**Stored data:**
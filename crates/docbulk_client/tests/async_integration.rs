//! Async integration tests against the reference store.

use docbulk_client::{
    AsyncRepository, BlockingTransport, BulkConfig, ClientError, ConcurrencyToken, ItemReport,
    ItemStatus, JsonCodec, RepositoryConfig, SearchOptions,
};
use docbulk_testkit::{
    init_tracing, numbered_notes, CountingTransport, FailingBulkTransport, Note, StoreTransport,
    TestStore,
};
use parking_lot::Mutex;
use std::sync::Arc;

type FlakyTransport = BlockingTransport<CountingTransport<FailingBulkTransport<StoreTransport>>>;

fn store() -> TestStore {
    init_tracing();
    TestStore::new()
}

/// An async repository whose first `failures` bulk requests fail.
fn flaky_repository(
    store: &TestStore,
    index: &str,
    failures: u32,
) -> (Arc<FlakyTransport>, AsyncRepository<Note, FlakyTransport>) {
    let transport = Arc::new(BlockingTransport::new(CountingTransport::new(
        FailingBulkTransport::new(store.transport(), failures),
    )));
    let repo = AsyncRepository::new(
        Arc::clone(&transport),
        Arc::new(JsonCodec::new()),
        RepositoryConfig::new(index).with_refresh_allowed(true),
    );
    (transport, repo)
}

#[tokio::test]
async fn producers_on_many_tasks_share_one_session() {
    let store = store();
    let repo = store.async_repository::<Note>("notes");

    let stats = repo
        .bulk(BulkConfig::new(8), |producer| async move {
            let mut tasks = Vec::new();
            for worker in 0..3 {
                let producer = producer.clone();
                tasks.push(tokio::spawn(async move {
                    for i in 0..20 {
                        let id = format!("w{worker}-{i:02}");
                        producer.index(Some(&id), &Note::new(id.clone()), false).await?;
                    }
                    Ok::<_, ClientError>(())
                }));
            }
            for task in tasks {
                task.await.map_err(|e| ClientError::transport_fatal(e.to_string()))??;
            }
            Ok(())
        })
        .await
        .unwrap();

    assert_eq!(stats.items, 60);
    assert_eq!(stats.succeeded, 60);
    assert_eq!(store.doc_count("notes"), 60);
    assert_eq!(repo.get("w2-19").await.unwrap(), Some(Note::new("w2-19")));
}

#[tokio::test]
async fn async_bulk_retries_a_stale_update() {
    let store = store();
    let repo = store.async_repository::<Note>("notes");
    repo.index(Some("x"), &Note::new("a")).await.unwrap();
    repo.index(Some("x"), &Note::new("b")).await.unwrap();

    let reports: Arc<Mutex<Vec<ItemReport>>> = Arc::default();
    let sink = Arc::clone(&reports);
    let config = BulkConfig::new(4)
        .with_retry_conflicting_updates(2)
        .with_item_callback(move |report| sink.lock().push(report.clone()));

    let stats = repo
        .bulk(config, |producer| async move {
            producer
                .update("x", ConcurrencyToken::new(1, 0), Note::new("a"), Note::incremented)
                .await
        })
        .await
        .unwrap();

    assert_eq!(stats.retried, 1);
    assert_eq!(repo.get("x").await.unwrap().unwrap(), Note::new("b").incremented());
    assert!(matches!(
        reports.lock()[0].status,
        ItemStatus::Retried { attempts: 1, .. }
    ));
}

#[tokio::test]
async fn get_and_update_reads_the_current_version() {
    let store = store();
    let repo = store.async_repository::<Note>("notes");
    repo.index(Some("x"), &Note::new("a")).await.unwrap();

    let session = repo.bulk_session(BulkConfig::new(10));
    session.get_and_update("x", Note::incremented).await.unwrap();
    let err = session
        .get_and_update("ghost", Note::incremented)
        .await
        .unwrap_err();
    assert!(matches!(err, ClientError::NotFound { .. }));

    let stats = session.close().await.unwrap();
    assert_eq!(stats.succeeded, 1);
    assert_eq!(stats.retried, 0);
    assert_eq!(repo.get("x").await.unwrap().unwrap().count, 1);
}

#[tokio::test]
async fn closed_session_rejects_outstanding_producers() {
    let store = store();
    let repo = store.async_repository::<Note>("notes");

    let session = repo.bulk_session(BulkConfig::new(10));
    let producer = session.producer();
    producer.index(Some("1"), &Note::new("a"), false).await.unwrap();
    let stats = session.close().await.unwrap();
    assert_eq!(stats.items, 1);

    assert!(producer.is_closed());
    let err = producer
        .index(Some("2"), &Note::new("b"), false)
        .await
        .unwrap_err();
    assert!(matches!(err, ClientError::SessionClosed));
}

#[tokio::test]
async fn async_update_and_delete() {
    let store = store();
    let repo = store.async_repository::<Note>("notes");
    repo.create(Some("x"), &Note::new("a")).await.unwrap();

    let outcome = repo.update("x", Note::incremented).await.unwrap();
    assert_eq!(outcome.attempts, 1);
    let current = repo.get_with_token("x").await.unwrap().unwrap();
    assert_eq!(current.document.count, 1);
    assert_eq!(current.token, outcome.ack.token);

    repo.delete("x", Some(current.token)).await.unwrap();
    assert_eq!(repo.get("x").await.unwrap(), None);
}

#[tokio::test]
async fn async_scroll_drains_and_releases() {
    let store = store();
    store.seed("notes", numbered_notes(103));
    let repo = store.async_repository::<Note>("notes");

    let found = repo
        .search_documents(None, &SearchOptions::scrolling(5))
        .await
        .unwrap();
    assert_eq!(found.len(), 103);
    assert_eq!(found[0], Note::new("note 0"));
    assert_eq!(store.open_scrolls(), 0);
    assert_eq!(repo.count(None).await.unwrap(), 103);
}

#[tokio::test]
async fn abandoned_async_cursor_is_released_explicitly() {
    let store = store();
    store.seed("notes", numbered_notes(12));
    let repo = store.async_repository::<Note>("notes");

    let mut cursor = repo
        .search(None, &SearchOptions::scrolling(4))
        .await
        .unwrap();
    let first = cursor.next_hit().await.unwrap().unwrap();
    assert_eq!(first.id, "note-000");
    assert_eq!(store.open_scrolls(), 1);

    cursor.release().await.unwrap();
    assert_eq!(store.open_scrolls(), 0);
    assert!(cursor.is_exhausted());
}

#[tokio::test]
async fn items_queued_behind_a_failed_request_still_land() {
    let store = store();
    let (transport, repo) = flaky_repository(&store, "notes", 1);

    let session = repo.bulk_session(BulkConfig::new(2));
    for i in 0..6 {
        let id = format!("n{i}");
        session.index(Some(&id), &Note::new(id.clone()), false).await.unwrap();
    }
    let (stats, failure) = session.close_with_stats().await.unwrap();

    assert!(failure.unwrap().is_retryable());
    assert_eq!(transport.inner().batch_sizes(), vec![2, 2, 2]);
    assert_eq!(stats.batches, 2);
    assert_eq!(stats.items, 4);
    assert_eq!(stats.succeeded, 4);
    assert_eq!(store.doc_count("notes"), 4);
    assert_eq!(repo.get("n0").await.unwrap(), None);
    assert_eq!(repo.get("n5").await.unwrap(), Some(Note::new("n5")));
}

#[tokio::test]
async fn concurrent_producers_survive_failed_requests() {
    let store = store();
    let (transport, repo) = flaky_repository(&store, "notes", 2);

    let session = repo.bulk_session(BulkConfig::new(5));
    let tasks: Vec<_> = (0..3)
        .map(|worker| {
            let producer = session.producer();
            tokio::spawn(async move {
                for i in 0..20 {
                    let id = format!("w{worker}-{i:02}");
                    producer.index(Some(&id), &Note::new(id.clone()), false).await?;
                }
                Ok::<_, ClientError>(())
            })
        })
        .collect();
    for task in tasks {
        task.await.unwrap().unwrap();
    }
    assert!(!session.is_closed());

    let (stats, failure) = session.close_with_stats().await.unwrap();
    assert!(failure.is_some());

    let sizes = transport.inner().batch_sizes();
    assert_eq!(sizes.iter().sum::<usize>(), 60);
    assert!(sizes.iter().all(|&n| n <= 5));
    assert_eq!(transport.inner().counts().bulk, sizes.len() as u64);

    assert_eq!(stats.batches as usize, sizes.len() - 2);
    assert_eq!(stats.items, 50);
    assert_eq!(stats.failed, 0);
    assert_eq!(store.doc_count("notes"), 50);
}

**What you should do:**
Search the data for the string "succeeded" and say how many lines include it, giving only the number.

**Task result:**
3